Em sua Portaria de 23 de março, o MME estipulou que toda e qualquer atividade da cadeia mineral seria essencial. Os técnicos do Ministério deixaram de fazer uma pergunta básica: o que há de essencial na mineração? Assim, eles incluíram como essencial a pesquisa mineral; trabalho exploratório dos geólogos que buscam novas reservas minerais, que dificilmente serão exploradas em menos de 10 anos. Da mesma forma, a tecnocracia mineral não problematizou o fato de que entre 70% e 90% dos principais minérios extraídos no Brasil (ex. ferro, cobre, ouro, manganês) são exportados, pouco contribuindo para o combate à COVID-19 no país. Eles também deixaram de debater os estoques já acumulados nos pátios das empresas, e como eles poderiam permitir uma redução da extração mineral durante a fase crítica da pandemia. Passado mais de um mês da assinatura do decreto, o Governo Federal manteve a decisão de não realizar nenhum planejamento responsável para o setor e endossou a portaria, por meio do Decreto 10.329/2020 de 28 de abril.
Definir a mineração como atividade essencial no contexto da pandemia não é uma exclusividade do Brasil. Na América Latina, isso também foi feito no Chile, Colômbia e Equador. Países com economia de base extrativa, cujos governos passam por crises de legitimidade depois dos intensos protestos dos últimos anos. Tais manifestação foram despertadas por, entre outras coisas, o aumento da desigualdade social e a perda de poder aquisitivo que se abateram sobre essas sociedades após a implosão da bolha das commodities em 2013.

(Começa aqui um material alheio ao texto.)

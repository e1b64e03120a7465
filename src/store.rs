//! Locates, decompresses, and frames loose objects by hash.
use std::fs;
use std::io::Read;
use std::num::NonZeroUsize;
use std::path::{Path, PathBuf};
use std::sync::{Arc, Mutex};

use clru::CLruCache;
use flate2::bufread::ZlibDecoder;
use log::{debug, warn};

use crate::error::{GitError, Result};
use crate::hash::Hash;
use crate::objects::{self, Kind, Object};

/// Default number of decoded `(kind, payload)` pairs the object cache holds.
const DEFAULT_CACHE_ENTRIES: usize = 512;

/// The object store: a loose-object `.git` directory plus a bounded,
/// invalidation-free cache (objects are immutable, so nothing ever needs
/// to be evicted for correctness — only for bounding memory).
pub struct ObjectStore {
    /// Path to the `.git` directory itself (not the worktree root).
    root: PathBuf,
    cache: Mutex<CLruCache<Hash, (Kind, Arc<[u8]>)>>,
}

impl ObjectStore {
    /// Opens the object store at `repo_path`. Accepts either the worktree
    /// root (a `.git` child is looked for) or the `.git` directory itself.
    pub fn open(repo_path: impl AsRef<Path>) -> Result<ObjectStore> {
        Self::open_with_cache_size(repo_path, DEFAULT_CACHE_ENTRIES)
    }

    pub fn open_with_cache_size(
        repo_path: impl AsRef<Path>,
        cache_entries: usize,
    ) -> Result<ObjectStore> {
        let repo_path = repo_path.as_ref();
        let root = if repo_path.join("HEAD").is_file() && repo_path.join("objects").is_dir() {
            repo_path.to_path_buf()
        } else {
            repo_path.join(".git")
        };

        if !root.join("HEAD").is_file() || !root.join("objects").is_dir() {
            return Err(GitError::NotARepository(repo_path.display().to_string()));
        }

        let capacity = NonZeroUsize::new(cache_entries.max(1)).unwrap();
        Ok(ObjectStore {
            root,
            cache: Mutex::new(CLruCache::new(capacity)),
        })
    }

    /// The `.git` directory this store reads from.
    pub fn root(&self) -> &Path {
        &self.root
    }

    fn path_for(&self, hash: &Hash) -> PathBuf {
        let hex = hash.to_hex();
        self.root.join("objects").join(&hex[..2]).join(&hex[2..])
    }

    /// Returns whether a loose object exists on disk for `hash`, without
    /// reading or decompressing it.
    pub fn has(&self, hash: &Hash) -> bool {
        self.path_for(hash).is_file()
    }

    fn read_raw(&self, hash: &Hash) -> Result<(Kind, Arc<[u8]>)> {
        if let Some(hit) = self.cache.lock().unwrap().get(hash) {
            return Ok(hit.clone());
        }

        let path = self.path_for(hash);
        let compressed = fs::read(&path).map_err(|e| {
            if e.kind() == std::io::ErrorKind::NotFound {
                GitError::NotFound(hash.to_hex())
            } else {
                GitError::Io(e)
            }
        })?;

        let mut decoder = ZlibDecoder::new(compressed.as_slice());
        let mut raw = Vec::new();
        decoder.read_to_end(&mut raw).map_err(|_| GitError::Corrupt {
            hash: *hash,
            reason: "failed to inflate object".to_string(),
        })?;

        let nul = raw.iter().position(|&b| b == 0).ok_or_else(|| GitError::Corrupt {
            hash: *hash,
            reason: "missing NUL after object header".to_string(),
        })?;
        let header = std::str::from_utf8(&raw[..nul]).map_err(|_| GitError::Corrupt {
            hash: *hash,
            reason: "non-ascii object header".to_string(),
        })?;
        let (kind_str, size_str) = header.split_once(' ').ok_or_else(|| GitError::Corrupt {
            hash: *hash,
            reason: format!("malformed object header {:?}", header),
        })?;
        let kind = Kind::from_str(kind_str).ok_or_else(|| GitError::Corrupt {
            hash: *hash,
            reason: format!("unsupported object kind {:?}", kind_str),
        })?;
        let size: usize = size_str.parse().map_err(|_| GitError::Corrupt {
            hash: *hash,
            reason: format!("non-numeric object size {:?}", size_str),
        })?;

        let payload = &raw[nul + 1..];
        if payload.len() != size {
            return Err(GitError::Corrupt {
                hash: *hash,
                reason: format!("declared size {} does not match payload length {}", size, payload.len()),
            });
        }

        let payload: Arc<[u8]> = Arc::from(payload);
        self.cache.lock().unwrap().put(*hash, (kind, payload.clone()));
        Ok((kind, payload))
    }

    /// Reads and decodes the object at `hash` into its typed form.
    pub fn open_object(&self, hash: &Hash) -> Result<Object> {
        let (kind, payload) = self.read_raw(hash)?;
        objects::decode(*hash, kind, &payload)
    }

    /// Reads the raw `(kind, payload)` pair without decoding, as exposed by
    /// `Repository::read_object` in the public API.
    pub fn read_object(&self, hash: &Hash) -> Result<(Kind, Vec<u8>)> {
        let (kind, payload) = self.read_raw(hash)?;
        Ok((kind, payload.to_vec()))
    }

    /// Best-effort lookup used by the ref resolver and history walker: logs
    /// and returns `None` instead of propagating an error, matching spec
    /// §7's policy that a single bad object must not abort a larger walk.
    pub(crate) fn try_open_commit(&self, hash: &Hash) -> Option<crate::objects::Commit> {
        match self.open_object(hash) {
            Ok(Object::Commit(c)) => Some(c),
            Ok(_) => {
                warn!("object {} is not a commit", hash);
                None
            }
            Err(e) => {
                debug!("skipping unreadable commit {}: {}", hash, e);
                None
            }
        }
    }
}

#[cfg(test)]
mod test {
    use super::*;
    use crate::testutil::FixtureRepo;

    #[test]
    fn open_rejects_non_repository_path() {
        let dir = tempfile::tempdir().unwrap();
        assert!(ObjectStore::open(dir.path()).is_err());
    }

    #[test]
    fn round_trips_a_stored_blob() {
        let fixture = FixtureRepo::new();
        let hash = fixture.write_blob(b"hello\n");
        let store = ObjectStore::open(fixture.path()).unwrap();
        let (kind, content) = store.read_object(&hash).unwrap();
        assert_eq!(kind, Kind::Blob);
        assert_eq!(content, b"hello\n");
    }

    #[test]
    fn missing_object_is_not_found() {
        let fixture = FixtureRepo::new();
        let store = ObjectStore::open(fixture.path()).unwrap();
        let hash = Hash::from_hex("0000000000000000000000000000000000000000").unwrap();
        assert!(matches!(store.read_object(&hash), Err(GitError::NotFound(_))));
    }

    #[test]
    fn corrupt_zlib_stream_is_reported_as_corrupt() {
        let fixture = FixtureRepo::new();
        let hash = Hash::from_hex("abababababababababababababababababababab").unwrap();
        fixture.write_garbage_object(&hash, b"not zlib data");
        let store = ObjectStore::open(fixture.path()).unwrap();
        assert!(matches!(store.read_object(&hash), Err(GitError::Corrupt { .. })));
    }
}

Se o MME possuísse capacidade de coordenação, antes de tomar uma decisão que coloca em risco a saúde de tantos trabalhadores e de suas famílias, ele promoveria um amplo debate com os sindicatos, as empresas do setor, os grandes consumidores, as secretarias de saúde e as lideranças comunitárias dos municípios da mineração. Isso permitiria planejar uma redução controlada e temporária da atividade mineradora. Algo assim protegeria vidas e ainda reduziria o risco de um novo colapso de preços, com os decorrentes impactos econômicos nas cidades da mineração. Fazer política mineral em tempos de pandemia deveria significar estabelecer escalas e ritmos de extração, regulação de estoque, planos remunerados de capacitação e reciclagem dos trabalhadores que ficassem em casa, apoio às pequenas e médias empresas mineradoras, controle da mineração ilegal. Uma coordenação dessa natureza se faz urgente nesse momento. Caso ela não aconteça, talvez as maiores contribuições do setor mineral para a crise da COVID-19 no país sejam o aumento do adoecimento, a sobrecarga do sistema de saúde nas cidades da mineração e o incremento no número de mortes no país.
[1] Professor Associado da Faculdade de Engenharia da Universidade Federal de Juiz de Fora. Coordenador do Grupo de Pesquisa e Extensão Política, Economia, Mineração, Ambiente e Sociedade (PoEMAS).